Republicans in Raleigh have inserted party politics into our judicial system by making elections partisan. Now they present new district maps which are intended to give the GOP power over the courts. These new maps intentionally reduce the number of African American judges in North Carolina and are more of the same extreme partisan gerrymandering that continues to get thrown out in court. Why do Republicans in North Carolina fear fairly drawn maps? They know they will lose their power as the people of North Carolina are tired of their extreme agenda.
The latest set of redistricting maps issued last week by the N.C. House judicial reform committee inspired memories from my rock-and-roll past (with apologies to Pete Townshend):
Meet the new maps. Same as the old maps.
There is a depressing predictability to the products issued by GOP mapmakers since 2011. You can count on maps that provide outsized advantages to Republicans and marginalize Democrats to the point of near oblivion.
The terms may change, the lines may shift, but the song remains the same, whether it’s maps for county commissioner, school board, City Council, state legislature or U.S. House.
This redistricting pattern has prevailed during the past seven years in what might be called a coup by cartography. This process enters its final phase with House Bill 717. After reasserting party politics into judicial elections, the General Assembly is now redistricting Superior and District Court judges for partisan advantage.
Like earlier versions of judicial districts created by the GOP-led General Assembly, the latest ones were issued without information on incumbents. That tactic is not an oversight but an effort to mask how significantly these maps favor Republican judges.
Like previous versions of judicial redistricting maps, the latest double-bunks a significant percentage of Democratic and African-American judges, according to N.C. Policy Watch, a progressive news and commentary outlet. Double-bunking, or putting two incumbents in the same district, has been a persistent feature in all three versions of maps Policy Watch has analyzed using public records data.
In the current version, 64 District Court judges are double-bunked. Of that number, 32 percent are African-American and 73 percent are registered Democrats. Of the 22 judges double-bunked in Superior Court, 15 are registered Democrats, four are registered Republican and three are registered as unaffiliated. Two are African-American.

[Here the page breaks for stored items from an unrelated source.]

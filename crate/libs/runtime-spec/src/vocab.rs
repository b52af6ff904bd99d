//! # 枚举词汇表
//!
//! 配置中以字符串存储的枚举字段的合法取值集合。模型中保留字符串形式，
//! 这样加载的文档即使包含非法取值也能被完整读入，再由校验器报告；
//! 生成器在写入前通过这里的 `FromStr` 检查取值。

use std::{fmt, str::FromStr};

use thiserror::Error;

/// 无法识别的枚举取值
#[derive(Debug, Clone, PartialEq, Eq, Error)]
#[error("unrecognized {kind}: {value:?}")]
pub struct UnknownValue {
    pub kind: &'static str,
    pub value: String,
}

impl UnknownValue {
    pub fn new(kind: &'static str, value: &str) -> Self {
        Self {
            kind,
            value: value.to_string(),
        }
    }
}

macro_rules! string_enum {
    (
        $(#[$meta:meta])*
        $name:ident ($kind:literal) {
            $( $(#[$vmeta:meta])* $variant:ident => $value:literal ),+ $(,)?
        }
    ) => {
        $(#[$meta])*
        #[derive(Debug, Clone, Copy, PartialEq, Eq, Hash)]
        pub enum $name {
            $( $(#[$vmeta])* $variant ),+
        }

        impl $name {
            /// 全部取值，顺序与规范一致
            pub const ALL: &'static [$name] = &[$($name::$variant),+];

            /// 规范中的字符串形式
            pub fn as_str(&self) -> &'static str {
                match self {
                    $($name::$variant => $value),+
                }
            }
        }

        impl FromStr for $name {
            type Err = UnknownValue;

            fn from_str(s: &str) -> Result<Self, Self::Err> {
                match s {
                    $($value => Ok($name::$variant),)+
                    _ => Err(UnknownValue::new($kind, s)),
                }
            }
        }

        impl fmt::Display for $name {
            fn fmt(&self, f: &mut fmt::Formatter<'_>) -> fmt::Result {
                f.write_str(self.as_str())
            }
        }
    };
}

string_enum! {
    /// Linux namespace 类型
    NamespaceType("namespace") {
        Pid => "pid",
        Network => "network",
        Mount => "mount",
        Ipc => "ipc",
        Uts => "uts",
        User => "user",
        Cgroup => "cgroup",
    }
}

impl NamespaceType {
    /// 解析命令行中的 namespace 名称
    ///
    /// 除规范名称外还接受 `/proc/<pid>/ns/` 下的短名称 `net` 和 `mnt`。
    pub fn parse_name(name: &str) -> Result<Self, UnknownValue> {
        match name {
            "net" => Ok(NamespaceType::Network),
            "mnt" => Ok(NamespaceType::Mount),
            other => other.parse(),
        }
    }

    /// `/proc/<pid>/ns/` 下对应的文件名
    pub fn proc_name(&self) -> &'static str {
        match self {
            NamespaceType::Network => "net",
            NamespaceType::Mount => "mnt",
            other => other.as_str(),
        }
    }
}

string_enum! {
    /// Seccomp 规则动作
    SeccompAction("seccomp action") {
        Allow => "SCMP_ACT_ALLOW",
        Errno => "SCMP_ACT_ERRNO",
        Kill => "SCMP_ACT_KILL",
        Trace => "SCMP_ACT_TRACE",
        Trap => "SCMP_ACT_TRAP",
    }
}

string_enum! {
    /// Seccomp 架构
    Arch("seccomp architecture") {
        X86 => "SCMP_ARCH_X86",
        Amd64 => "SCMP_ARCH_X86_64",
        X32 => "SCMP_ARCH_X32",
        Arm => "SCMP_ARCH_ARM",
        Aarch64 => "SCMP_ARCH_AARCH64",
        Mips => "SCMP_ARCH_MIPS",
        Mips64 => "SCMP_ARCH_MIPS64",
        Mips64N32 => "SCMP_ARCH_MIPS64N32",
        Mipsel => "SCMP_ARCH_MIPSEL",
        Mipsel64 => "SCMP_ARCH_MIPSEL64",
        Mipsel64N32 => "SCMP_ARCH_MIPSEL64N32",
        Ppc => "SCMP_ARCH_PPC",
        Ppc64 => "SCMP_ARCH_PPC64",
        Ppc64Le => "SCMP_ARCH_PPC64LE",
        S390 => "SCMP_ARCH_S390",
        S390X => "SCMP_ARCH_S390X",
    }
}

string_enum! {
    /// Seccomp 参数比较操作符
    SeccompOperator("seccomp operator") {
        NotEqual => "SCMP_CMP_NE",
        LessThan => "SCMP_CMP_LT",
        LessEqual => "SCMP_CMP_LE",
        EqualTo => "SCMP_CMP_EQ",
        GreaterEqual => "SCMP_CMP_GE",
        GreaterThan => "SCMP_CMP_GT",
        MaskedEqual => "SCMP_CMP_MASKED_EQ",
    }
}

string_enum! {
    /// 设备节点类型
    DeviceType("device type") {
        /// 块设备
        Block => "b",
        /// 字符设备
        Char => "c",
        /// 无缓冲字符设备
        Unbuffered => "u",
        /// FIFO
        Fifo => "p",
    }
}

impl DeviceType {
    /// 该类型是否需要主/次设备号
    ///
    /// `b`/`c`/`u` 需要 major 和 minor 均大于 0，`p` 要求两者都为 0。
    pub fn requires_numbers(&self) -> bool {
        !matches!(self, DeviceType::Fifo)
    }

    /// 检查主/次设备号是否符合类型约束
    pub fn numbers_valid(&self, major: i64, minor: i64) -> bool {
        if self.requires_numbers() {
            major > 0 && minor > 0
        } else {
            major == 0 && minor == 0
        }
    }
}

string_enum! {
    /// 根文件系统挂载传播模式
    RootfsPropagation("rootfs propagation") {
        Unset => "",
        Private => "private",
        Rprivate => "rprivate",
        Slave => "slave",
        Rslave => "rslave",
        Shared => "shared",
        Rshared => "rshared",
        Unbindable => "unbindable",
    }
}

string_enum! {
    /// 支持的目标操作系统
    PlatformOs("platform os") {
        Linux => "linux",
        Windows => "windows",
        Solaris => "solaris",
    }
}

impl PlatformOs {
    /// 该操作系统下合法的架构名称（Go 架构命名）
    pub fn arches(&self) -> &'static [&'static str] {
        match self {
            PlatformOs::Linux => &[
                "386", "amd64", "arm", "arm64", "ppc64", "ppc64le", "mips", "mipsle", "mips64",
                "mips64le", "s390x",
            ],
            PlatformOs::Windows => &["386", "amd64"],
            PlatformOs::Solaris => &["amd64"],
        }
    }
}

/// 已知的 POSIX rlimit 类型
pub const RLIMIT_TYPES: [&str; 16] = [
    "RLIMIT_AS",
    "RLIMIT_CORE",
    "RLIMIT_CPU",
    "RLIMIT_DATA",
    "RLIMIT_FSIZE",
    "RLIMIT_LOCKS",
    "RLIMIT_MEMLOCK",
    "RLIMIT_MSGQUEUE",
    "RLIMIT_NICE",
    "RLIMIT_NOFILE",
    "RLIMIT_NPROC",
    "RLIMIT_RSS",
    "RLIMIT_RTPRIO",
    "RLIMIT_RTTIME",
    "RLIMIT_SIGPENDING",
    "RLIMIT_STACK",
];
//! 生成器错误类型

use runtime_spec::UnknownValue;
use thiserror::Error;

pub type Result<T> = std::result::Result<T, Error>;

/// 命令行 token 无法转换为规范取值
#[derive(Debug, Clone, PartialEq, Eq, Error)]
pub enum ParseError {
    /// 未知的枚举取值（动作、架构、操作符、能力、namespace 等）
    #[error("unrecognized {kind}: {token:?}")]
    Unrecognized { kind: &'static str, token: String },

    /// 格式错误的输入，例如 `host:container:size` 字段数不对或不是数字
    #[error("malformed {kind} {input:?}: {reason}")]
    Malformed {
        kind: &'static str,
        input: String,
        reason: String,
    },
}

impl ParseError {
    pub fn unrecognized(kind: &'static str, token: &str) -> Self {
        ParseError::Unrecognized {
            kind,
            token: token.to_string(),
        }
    }

    pub fn malformed(kind: &'static str, input: &str, reason: impl Into<String>) -> Self {
        ParseError::Malformed {
            kind,
            input: input.to_string(),
            reason: reason.into(),
        }
    }
}

impl From<UnknownValue> for ParseError {
    fn from(e: UnknownValue) -> Self {
        ParseError::Unrecognized {
            kind: e.kind,
            token: e.value,
        }
    }
}

/// 生成器错误
#[derive(Debug, Error)]
pub enum Error {
    #[error(transparent)]
    Parse(#[from] ParseError),

    /// 修改会破坏配置不变量
    #[error("invalid state: {0}")]
    InvalidState(String),

    #[error(transparent)]
    Io(#[from] std::io::Error),

    /// 模板 JSON 无法解码为配置树
    #[error("schema error: {0}")]
    Schema(#[from] serde_json::Error),
}

impl From<UnknownValue> for Error {
    fn from(e: UnknownValue) -> Self {
        Error::Parse(e.into())
    }
}

impl Error {
    pub fn invalid_state(msg: impl Into<String>) -> Self {
        Error::InvalidState(msg.into())
    }

    pub fn is_parse(&self) -> bool {
        matches!(self, Error::Parse(_))
    }

    pub fn is_invalid_state(&self) -> bool {
        matches!(self, Error::InvalidState(_))
    }
}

The previous maps double-bunked 43 percent of African-American District Court judges, and Option A lowers that figure to 32 percent. Double-bunking of African-American Superior Court judges is also lower, dropping from 18 percent to 11 percent.
But given the low percentage of African-American judges overall, that’s still a major impact. Only 18 of 95 Superior Court judges and 53 out of 269 District Court judges are black.
The Southern Coalition for Social Justice notes that the proposed judicial districts are “strikingly similar to districts unanimously invalidated or under continued scrutiny as racial gerrymanders from federal courts,” particularly in Cumberland and Guilford counties. According to its analysis of past election results, Republican judges would be expected to win between 70 percent and 72 percent of Superior Court races and between 69.4 percent and 71 percent of District Court judgeships under the plan released last December.
Lines would have to shift dramatically to alter those percentages by a big enough margin to produce maps with any semblance of fairness.
The disease of gerrymandering that has infected the electoral processes of the state from local to federal levels has consumed some of our most basic constitutional principles.
When gerrymandering allows representatives to stay in power by choosing their constituents, the sovereignty of the people over their government is lost.
When a party uses this tactic to dominate multiple branches of government, its members can change the rules or ignore the customs of government, disrupting the system of checks and balances.
And when partisanship and gerrymandering are injected into the judiciary, there can be no independent and impartial judicial review of corruption and unconstitutional laws.
While the N.C. House pursues judicial gerrymandering, the N.C. Senate wants to take judicial selection completely out of the hands of voters and give it to the ruling political party.
Any party wielding complete power and insulated from the public’s will becomes dictatorial.
There are already so many North Carolina gerrymandering cases being challenged at different levels of the court system that it’s difficult to keep them straight. But no fight is more important than this one.
Voters and the groups that defend democracy must fight like never before to stop this takeover of the courts, both at the ballot box and in the courtrooms where an independent judiciary still resides.
If either plan succeeds, it’s game over for democracy.